Du 9 au 16 juin 1941 le Cardinal Gerlier est en visite en Espagne. Il est accompagné de l’évêque de Carcassonne et de son secrétaire. On peut reconstituer les moments forts de ce séjour à partir des articles parus dans la Semaine religieuse du diocèse.

 

Celle-ci donne le sens de ce voyage du Cardinal en Espagne :

 

Quels motifs l'y avaient conduit : Deux missions précises, l'une et l'autre religieuses : il avait d'une part à inaugurer et à bénir l'église restaurée de Saint-Louis-des-Français, et d'autre part à annoncer la reprise, dès le mois d'octobre, d'une chaire française de théologie à l'université fameuse de Salamanque. Il partait en outre chargé d'un message d'amitié du maréchal Pétain au général Franco, mais sans d'ailleurs que le caractère essentiellement religieux de son voyage fût par là modifié ; ce n'était pas une mission politique, mais il est vrai que le cardinal se réjouissait de cette occasion qui lui était offerte de resserrer entre les deux nations latines et chrétiennes les liens d'une sympathie qui importe aux intérêts du monde entier.
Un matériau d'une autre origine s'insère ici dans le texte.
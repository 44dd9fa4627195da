use axum::Json;

use crate::utils::now_iso;

use super::model::HealthResponse;

// 部署探活用，永远 200
#[axum::debug_handler]
pub async fn health_check() -> Json<HealthResponse> {
    Json(HealthResponse {
        status: "ok",
        timestamp: now_iso(),
    })
}
use std::env;
use std::path::PathBuf;
use std::time::Duration;

#[derive(Debug, Clone, serde::Deserialize)]
pub struct Config {
    pub gold_api_key: Option<String>,
    pub server_host: String,
    pub server_port: u16,
    pub rates_cache_secs: u64,
    pub gold_cache_secs: u64,
    pub rate_limit_window_secs: u64,
    pub rate_limit_requests: u32,
    pub history_file: PathBuf,
    pub rates_api_url: String,
    pub gold_api_url: String,
}

impl Config {
    pub fn from_env() -> Self {
        dotenv::dotenv().ok();

        // GOLD_API_KEY 缺失时服务仍然启动，/gold 走降级路径
        let gold_api_key = env::var("GOLD_API_KEY").ok().filter(|k| !k.is_empty());

        Config {
            gold_api_key,
            server_host: env::var("SERVER_HOST").unwrap_or_else(|_| "0.0.0.0".into()),
            server_port: env::var("SERVER_PORT")
                .ok()
                .and_then(|p| p.parse().ok())
                .unwrap_or(3000),
            rates_cache_secs: env::var("RATES_CACHE_SECS")
                .ok()
                .and_then(|v| v.parse().ok())
                .unwrap_or(5 * 60),
            gold_cache_secs: env::var("GOLD_CACHE_SECS")
                .ok()
                .and_then(|v| v.parse().ok())
                .unwrap_or(10 * 60),
            rate_limit_window_secs: env::var("RATE_LIMIT_WINDOW")
                .ok()
                .and_then(|v| v.parse().ok())
                .unwrap_or(60),
            rate_limit_requests: env::var("RATE_LIMIT_REQUESTS")
                .ok()
                .and_then(|v| v.parse().ok())
                .unwrap_or(30),
            history_file: env::var("HISTORY_FILE")
                .map(PathBuf::from)
                .unwrap_or_else(|_| PathBuf::from("gold_history.json")),
            rates_api_url: env::var("RATES_API_URL")
                .unwrap_or_else(|_| "https://api.frankfurter.app".into()),
            gold_api_url: env::var("GOLD_API_URL")
                .unwrap_or_else(|_| "https://www.goldapi.io/api/XAU/USD".into()),
        }
    }

    pub fn rates_cache_duration(&self) -> Duration {
        Duration::from_secs(self.rates_cache_secs)
    }

    pub fn gold_cache_duration(&self) -> Duration {
        Duration::from_secs(self.gold_cache_secs)
    }

    pub fn rate_limit_window(&self) -> Duration {
        Duration::from_secs(self.rate_limit_window_secs)
    }
}
use axum::{
    body::{Body, to_bytes},
    http::Request,
    middleware::Next,
    response::Response,
};
use tracing::error;

// 对外契约里 5xx 不应出现，真出现了要把响应体留在服务端日志里
pub async fn log_errors(req: Request<Body>, next: Next) -> Response {
    let response = next.run(req).await;

    if response.status().is_server_error() {
        let (mut parts, body) = response.into_parts();
        let bytes = match to_bytes(body, 1024).await {
            Ok(b) => b,
            Err(e) => {
                error!("Failed to read error response body: {}", e);
                return Response::from_parts(parts, Body::empty());
            }
        };
        let body_str = String::from_utf8_lossy(&bytes);

        error!(
            "Server error occurred - Status: {}, Body: {}",
            parts.status, body_str
        );

        // 重置body以便重新构建响应
        parts.headers.remove(axum::http::header::CONTENT_LENGTH);
        Response::from_parts(parts, Body::from(bytes))
    } else {
        response
    }
}
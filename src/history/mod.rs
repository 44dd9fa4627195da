use std::fs;
use std::path::PathBuf;
use std::sync::Mutex;

use chrono::Utc;
use serde::{Deserialize, Serialize};

use crate::error::AppError;

#[derive(Debug, Clone, PartialEq, Serialize, Deserialize)]
pub struct HistoryEntry {
    pub date: String,
    #[serde(rename = "priceUSD")]
    pub price_usd: f64,
}

/// 每日金价历史，整个序列存放在一个 JSON 文件里，每次追加整体重写。
///
/// Load failure degrades to an empty sequence and write failure is reported to
/// the caller; neither may fail a request.
pub struct HistoryStore {
    path: PathBuf,
    // 进程内串行化 read-modify-write；跨进程并发写不在保障范围内
    write_lock: Mutex<()>,
}

impl HistoryStore {
    pub fn new(path: PathBuf) -> Self {
        Self {
            path,
            write_lock: Mutex::new(()),
        }
    }

    pub fn load(&self) -> Vec<HistoryEntry> {
        let content = match fs::read_to_string(&self.path) {
            Ok(content) => content,
            // 文件还不存在是正常情况（首次运行）
            Err(e) if e.kind() == std::io::ErrorKind::NotFound => return Vec::new(),
            Err(e) => {
                tracing::error!("failed to read history file {:?}: {}", self.path, e);
                return Vec::new();
            }
        };

        match serde_json::from_str(&content) {
            Ok(entries) => entries,
            Err(e) => {
                tracing::error!("history file {:?} is corrupt: {}", self.path, e);
                Vec::new()
            }
        }
    }

    /// 当天已有记录则不写（幂等），否则追加 2 位小数的价格并重写文件
    pub fn append_today(&self, price_usd: f64) -> Result<(), AppError> {
        let _guard = self.write_lock.lock().unwrap();

        let mut history = self.load();
        let today = Utc::now().format("%Y-%m-%d").to_string();

        if history.iter().any(|entry| entry.date == today) {
            return Ok(());
        }

        history.push(HistoryEntry {
            date: today.clone(),
            price_usd: (price_usd * 100.0).round() / 100.0,
        });

        self.save(&history)?;
        tracing::info!("stored gold price for {}", today);
        Ok(())
    }

    /// 按位置取最后 n 条；n 超过总数时全部返回，n <= 0 返回空
    pub fn recent(&self, n: i64) -> Vec<HistoryEntry> {
        if n <= 0 {
            return Vec::new();
        }
        let history = self.load();
        let skip = history.len().saturating_sub(n as usize);
        history.into_iter().skip(skip).collect()
    }

    fn save(&self, history: &[HistoryEntry]) -> Result<(), AppError> {
        let json = serde_json::to_string_pretty(history)
            .map_err(|e| std::io::Error::new(std::io::ErrorKind::InvalidData, e))?;
        fs::write(&self.path, json)?;
        Ok(())
    }
}
pub mod gold;
pub mod health;
pub mod rates;
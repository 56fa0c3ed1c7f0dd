use anyhow::Result;
use autojoin::cli::{run, Cli};
use clap::Parser;
use tracing_subscriber::EnvFilter;

fn main() -> Result<()> {
    let cli = Cli::parse();

    // Console messages are printed directly; structured logs are opt-in via RUST_LOG or --verbose.
    let default_filter = if cli.verbose { "debug" } else { "off" };
    let filter =
        EnvFilter::try_from_default_env().unwrap_or_else(|_| EnvFilter::new(default_filter));
    tracing_subscriber::fmt()
        .with_env_filter(filter)
        .with_writer(std::io::stderr)
        .init();
    tracing::info!("CLI arguments parsed, invoking run");

    let result = run(cli);
    match &result {
        Ok(summary) => tracing::info!(?summary, "CLI completed"),
        Err(e) => tracing::error!(error = %e, "CLI exited with error"),
    }
    result.map(|_| ())
}
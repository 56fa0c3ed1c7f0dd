use tracing::debug;

/// Options for one run, built once from the command line and passed down by reference.
#[derive(Debug, Clone, Copy, Default, PartialEq, Eq)]
pub struct JoinConfig {
    /// Keep the source parts after a successful join.
    pub keep: bool,
    /// Replace a destination file that already exists.
    pub overwrite: bool,
}

impl JoinConfig {
    pub fn trace_loaded(&self) {
        debug!(keep = self.keep, overwrite = self.overwrite, "Loaded JoinConfig");
    }
}
use autojoin_core::discover::find_other_parts;
use autojoin_core::validate::{
    check_for_missing_parts, check_free_space, total_size, FsSpaceProbe, MockSpaceProbe,
    SpaceProbe, ValidateError,
};
use std::fs::write;
use tempfile::tempdir;

#[test]
fn test_check_for_missing_parts_detects_gap() {
    let complete = find_other_parts(&["f.001", "f.002", "f.003"], "f.001");
    let gapped = find_other_parts(&["f.001", "f.002", "f.004"], "f.001");

    assert!(!check_for_missing_parts(&complete));
    assert!(check_for_missing_parts(&gapped));
}

#[test]
fn test_total_size_sums_part_sizes() {
    let tmp = tempdir().unwrap();
    let a = tmp.path().join("f.001");
    let b = tmp.path().join("f.002");
    write(&a, vec![0u8; 10]).unwrap();
    write(&b, vec![0u8; 32]).unwrap();

    assert_eq!(total_size(&[a, b]).unwrap(), 42);
}

#[test]
fn test_check_free_space_compares_needed_with_available() {
    let tmp = tempdir().unwrap();
    let part = tmp.path().join("f.001");
    write(&part, vec![1u8; 100]).unwrap();

    let mut probe = MockSpaceProbe::new();
    probe.expect_available_space().times(2).returning(|_| Ok(100));

    let exact = check_free_space(&[part.clone()], tmp.path(), &probe).unwrap();
    assert!(exact.is_sufficient());

    write(&part, vec![1u8; 101]).unwrap();
    let short = check_free_space(&[part], tmp.path(), &probe).unwrap();
    assert_eq!(short.needed, 101);
    assert!(!short.is_sufficient());
}

#[test]
fn test_check_free_space_reports_vanished_part() {
    let tmp = tempdir().unwrap();
    let missing = tmp.path().join("gone.001");
    let probe = MockSpaceProbe::new();

    let err = check_free_space(&[missing], tmp.path(), &probe).unwrap_err();

    assert!(matches!(err, ValidateError::PartMetadata { .. }));
}

#[test]
fn test_fs_space_probe_reads_a_real_filesystem() {
    let tmp = tempdir().unwrap();

    let available = FsSpaceProbe.available_space(tmp.path()).expect("free space query");

    assert!(available > 0);
}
(Semaine religieuse, 1941, p.406-407)

 

 

 

LUNDI 9 JUIN

 

Le voyage commence à Barcelone où le Cardinal reçoit la presse espagnole à la Chapelle française. Puis le Consul offre un dîner en l’honneur du Cardinal, en présence des autorités civiles, religieuses et militaires de Catalogne.

 

 

 

MARDI 10 JUIN

 

Le Cardinal célèbre la messe à la Chapelle française. Après une réception au Consulat, il part pour Saragosse.

 

 

 

MERCREDI 11 JUIN

 

A Saragosse, le Cardinal célèbre la messe en la basilique Notre-Dame-del-Pilar en présence de la colonie française, puis est reçu par le Chapitre de la cathédrale.

 

Il part ensuite pour Madrid. Il réside durant cinq jours à l’ambassade de France.

 

 

 

JEUDI 12 JUIN

 

Après la messe à la Chapelle du Collège Marie-Thérèse en présence de la colonie française, le Cardinal est reçu par le ministre des affaires étrangères.

 

Il visite ensuite le Musée du Prado, puis un déjeuner est servi à l’ambassade en son honneur.

 

A 18 heures il préside la procession de la Fête-Dieu dans les rues de Madrid.

 

 

 

VENDREDI 13 JUIN

 

Le Cardinal part à Tolède, « capitale religieuse de l’Espagne » ; il célèbre la messe sur les ruines de l’Alcazar au pied de la statue de Charles-Quint. Puis il visite la cathédrale et la « Chapelle mozarabe où le culte est célébré selon une antique liturgie unique au monde et destinée à commémorer l’époque où les catholiques de Tolède étaient soumis aux Maures mais demeuraient fidèles à leur foi ».

 

En fin de matinée il est reçu au Palais du Pardo, en présence de l’ambassadeur de France, par le généralissime Franco auquel il remet un message personnel du Maréchal Pétain.

 

 

 

SAMEDI 14 JUIN

 

Le Cardinal inaugure l’église Saint-Louis-des-Français qui vient d’être restaurée et rendue au culte. Il y est accueilli par M. Pietri, ambassadeur de France :

 

Éminentissime et révérendissime Seigneur, au nom des Français de Madrid, je suis fier de saluer sur ce seuil de chapelle reconstruite, la plus haute et la plus illustre personne de l'Eglise de France ; l'honneur que leur fait Votre Eminence se mesure moins à l'éclat de son nom et à la grandeur de sa charge qu'à la bienveillance extraordinaire qui daigne mêler à cette humble cérémonie la pourpre et la bénédiction romaines.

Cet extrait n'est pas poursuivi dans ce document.